Un grand nombre d’artistes de Bobo Dioulasso est concerné par cette situation. On a privilégié les artistes originaires de Bobo. Surtout les artistes en herbe souvent sans œuvre confirmée. Avec eux, les choses sont plus concrètes et chacun y gagne. Ce genre d’artiste qui, en temps normal, ne pouvait espérer jouer sur un plateau de la SNC, est prêt à « marcher », quelles que soient les conditions proposées. Ainsi, l’on a pu voir, sur certains plateaux, des artistes prester même avec des prémaquettes. Pendant ce temps, certains artistes confirmés sont royalement ignorés. Au meilleur des cas, ils sont programmés pour jouer en play-back. En effet, les grands artistes ne sont pas favorables à ce genre de « deal ». Eux n’acceptent pas de marchandage sur leur cachet. C’est ce qui explique que la grande majorité des artistes programmés sont des débutants ou de parfaits inconnus, « recrutés » sur place, à Bobo Dioulasso. Sur près de 300 artistes programmés, dit-on, le plus gros du lot est composé de ressortissant de Sya. Juste un nombre squelettique (environ une quarantaine) a été réservé à Ouagadougou et aux autres provinces. Selon des observateurs avertis, cette pratique pernicieuse a considérablement entaché la qualité de la programmation de la dernière SNC.

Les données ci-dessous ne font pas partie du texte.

// End-to-end tests for the configure flow
use pathlink::commands::{configure_command, list_command, scan_command, set_command};
use pathlink::config::LinkConfig;
use pathlink::error::{LinkError, Result};
use pathlink::mapping::PathMapping;
use pathlink::prompt::{Prompter, collect};
use pathlink::render::count_link_blocks;
use pathlink::scan::Discovery;
use std::collections::VecDeque;
use std::path::Path;

/// Answers from a fixed list, recording every question
#[derive(Default)]
struct ScriptedPrompter {
    answers: VecDeque<String>,
    questions: Vec<String>,
    rejections: usize,
}

impl ScriptedPrompter {
    fn new(answers: &[&str]) -> Self {
        Self {
            answers: answers.iter().map(|a| a.to_string()).collect(),
            ..Default::default()
        }
    }
}

impl Prompter for ScriptedPrompter {
    fn ask(&mut self, question: &str) -> Result<Option<String>> {
        self.questions.push(question.to_string());
        Ok(self.answers.pop_front())
    }

    fn reject(&mut self, _message: &str) -> Result<()> {
        self.rejections += 1;
        Ok(())
    }
}

fn project(well_known: &[&str]) -> (tempfile::TempDir, LinkConfig) {
    let dir = tempfile::tempdir().unwrap();
    std::fs::create_dir_all(dir.path().join("scripts")).unwrap();
    let mut config = LinkConfig::new(dir.path());
    config.well_known = well_known.iter().map(|p| p.to_string()).collect();
    config.validate().unwrap();
    (dir, config)
}

fn read_script(path: &Path) -> String {
    let bytes = std::fs::read(path).unwrap();
    String::from_utf8(bytes).unwrap()
}

#[test]
fn test_first_run_scenario() {
    let (_dir, config) = project(&["outputs/cultivos", "outputs/muestreos"]);
    let mut prompter = ScriptedPrompter::new(&["/data/cultivos", "/data/muestreos"]);

    let mapping = configure_command(&config, &mut prompter).unwrap();

    let expected: PathMapping = [
        ("outputs/cultivos", "/data/cultivos"),
        ("outputs/muestreos", "/data/muestreos"),
    ]
    .into_iter()
    .collect();
    assert_eq!(mapping, expected);
    assert_eq!(PathMapping::load(&config.mapping_file).unwrap(), expected);

    let script = read_script(&config.script_file);
    assert_eq!(count_link_blocks(&script), 2);
    assert!(script.contains("'outputs\\cultivos'"));
    assert!(script.contains("'/data/cultivos'"));
    assert!(script.contains("'outputs\\muestreos'"));
    assert!(script.contains("'/data/muestreos'"));
}

#[test]
fn test_second_run_prompts_for_nothing() {
    let (_dir, config) = project(&["outputs/cultivos"]);
    let mut first = ScriptedPrompter::new(&["/data/cultivos"]);
    configure_command(&config, &mut first).unwrap();
    let saved = std::fs::read_to_string(&config.mapping_file).unwrap();

    let mut second = ScriptedPrompter::new(&[]);
    let mapping = configure_command(&config, &mut second).unwrap();

    assert!(second.questions.is_empty());
    assert_eq!(mapping.get("outputs/cultivos"), Some("/data/cultivos"));
    assert_eq!(std::fs::read_to_string(&config.mapping_file).unwrap(), saved);
}

#[test]
fn test_rescan_appends_new_paths_only() {
    let (dir, config) = project(&["outputs/cultivos"]);
    configure_command(&config, &mut ScriptedPrompter::new(&["C:\\Sync\\cultivos"])).unwrap();

    std::fs::write(
        dir.path().join("scripts/kmz.py"),
        "OUT = 'outputs\\\\kmz'\n",
    )
    .unwrap();

    let mut prompter = ScriptedPrompter::new(&["C:\\Sync\\kmz"]);
    let mapping = configure_command(&config, &mut prompter).unwrap();

    assert_eq!(prompter.questions.len(), 1);
    assert!(prompter.questions[0].contains("outputs/kmz"));
    let entries: Vec<_> = mapping.iter().collect();
    assert_eq!(
        entries,
        vec![
            ("outputs/cultivos", "C:\\Sync\\cultivos"),
            ("outputs/kmz", "C:\\Sync\\kmz")
        ]
    );
}

#[test]
fn test_collect_is_idempotent_for_mapped_paths() {
    let existing: PathMapping = [("outputs/a", "/a"), ("outputs/b", "/b")].into_iter().collect();
    let mut discovered = Discovery::new();
    discovered.insert("outputs/b", None);
    discovered.insert("outputs\\a\\", None);

    let mut prompter = ScriptedPrompter::new(&[]);
    let merged = collect(existing.clone(), &discovered, &mut prompter).unwrap();

    assert_eq!(merged, existing);
    assert!(prompter.questions.is_empty());
}

#[test]
fn test_blank_target_is_reprompted() {
    let (_dir, config) = project(&["outputs/cultivos"]);
    let mut prompter = ScriptedPrompter::new(&["", "  ", "\"D:\\OneDrive\\cultivos\""]);

    let mapping = configure_command(&config, &mut prompter).unwrap();

    assert_eq!(prompter.questions.len(), 3);
    assert_eq!(prompter.rejections, 2);
    assert_eq!(mapping.get("outputs/cultivos"), Some("D:\\OneDrive\\cultivos"));
}

#[test]
fn test_interrupted_run_keeps_previous_mapping() {
    let (_dir, config) = project(&["outputs/cultivos"]);
    configure_command(&config, &mut ScriptedPrompter::new(&["/data/cultivos"])).unwrap();
    let saved = std::fs::read_to_string(&config.mapping_file).unwrap();

    let mut config = config;
    config.well_known.push("outputs/muestreos".to_string());
    config.well_known.push("outputs/kmz".to_string());

    // Input closes after the first new path
    let result = configure_command(&config, &mut ScriptedPrompter::new(&["/data/muestreos"]));

    assert!(matches!(result, Err(LinkError::PromptAborted(p)) if p == "outputs/kmz"));
    assert_eq!(std::fs::read_to_string(&config.mapping_file).unwrap(), saved);
}

#[test]
fn test_set_updates_in_place() {
    let (_dir, config) = project(&[]);
    set_command(&config, "outputs/a", "/a").unwrap();
    set_command(&config, "outputs\\b\\", "/b").unwrap();
    let mapping = set_command(&config, "./outputs/a", "/a2").unwrap();

    let entries: Vec<_> = mapping.iter().collect();
    assert_eq!(entries, vec![("outputs/a", "/a2"), ("outputs/b", "/b")]);
    assert_eq!(count_link_blocks(&read_script(&config.script_file)), 2);
}

#[test]
fn test_set_rejects_invalid_input() {
    let (_dir, config) = project(&[]);
    assert!(matches!(
        set_command(&config, "outputs/a", "relative"),
        Err(LinkError::InvalidTarget { .. })
    ));
    assert!(matches!(
        set_command(&config, "../outside", "/x"),
        Err(LinkError::InvalidLogical(_))
    ));
    assert!(!config.mapping_file.exists());
}

#[test]
fn test_case_variants_share_one_mapping() {
    let (dir, config) = project(&["outputs/kmz"]);
    std::fs::write(dir.path().join("scripts/k.py"), "K = \"outputs/KMZ\"\n").unwrap();
    set_command(&config, "outputs/Kmz", "/data/kmz").unwrap();

    let mut prompter = ScriptedPrompter::new(&[]);
    let mapping = configure_command(&config, &mut prompter).unwrap();
    assert!(prompter.questions.is_empty());
    assert_eq!(mapping.len(), 1);

    let mapping = set_command(&config, "OUTPUTS/kmz", "/data/kmz2").unwrap();
    let entries: Vec<_> = mapping.iter().collect();
    assert_eq!(entries, vec![("outputs/Kmz", "/data/kmz2")]);

    let mut out = Vec::new();
    scan_command(&config, &mut out).unwrap();
    let scanned = String::from_utf8(out).unwrap();
    assert!(scanned.contains("outputs/kmz -> /data/kmz2"));
    assert!(!scanned.contains("unmapped"));
}

#[test]
fn test_scan_and_list_output() {
    let (dir, config) = project(&["outputs/cultivos"]);
    std::fs::write(dir.path().join("scripts/m.py"), "M = \"outputs/muestreos\"\n").unwrap();
    set_command(&config, "outputs/cultivos", "/data/cultivos").unwrap();

    let mut out = Vec::new();
    scan_command(&config, &mut out).unwrap();
    let scanned = String::from_utf8(out).unwrap();
    assert!(scanned.contains("outputs/cultivos -> /data/cultivos"));
    assert!(scanned.contains("outputs/muestreos (unmapped)"));
    assert!(scanned.contains("found in scripts"));

    let mut out = Vec::new();
    list_command(&config, &mut out).unwrap();
    assert_eq!(String::from_utf8(out).unwrap(), "outputs/cultivos -> /data/cultivos\n");
}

D’ailleurs, cela a failli engendrer un incident entre organisateurs et artistes non ressortissants de Bobo. En effet, bien avant l’entame de la manifestation, face à ce grand déséquilibre dans la répartition, pour une manifestation à caractère national, certains artistes de Ouagadougou auraient demandé à comprendre. Mais on a vite fait de brandir un argument bien spécieux : « Les artistes bobolais menacent de marcher si toutefois, le plus grand nombre ne leur revient pas… ». Dans les rangs des artistes, on en appelle à la vigilance de l’autorité pour mettre fin à ces pratiques qui risquent de porter un coup dur à l’image de marque de la SNC.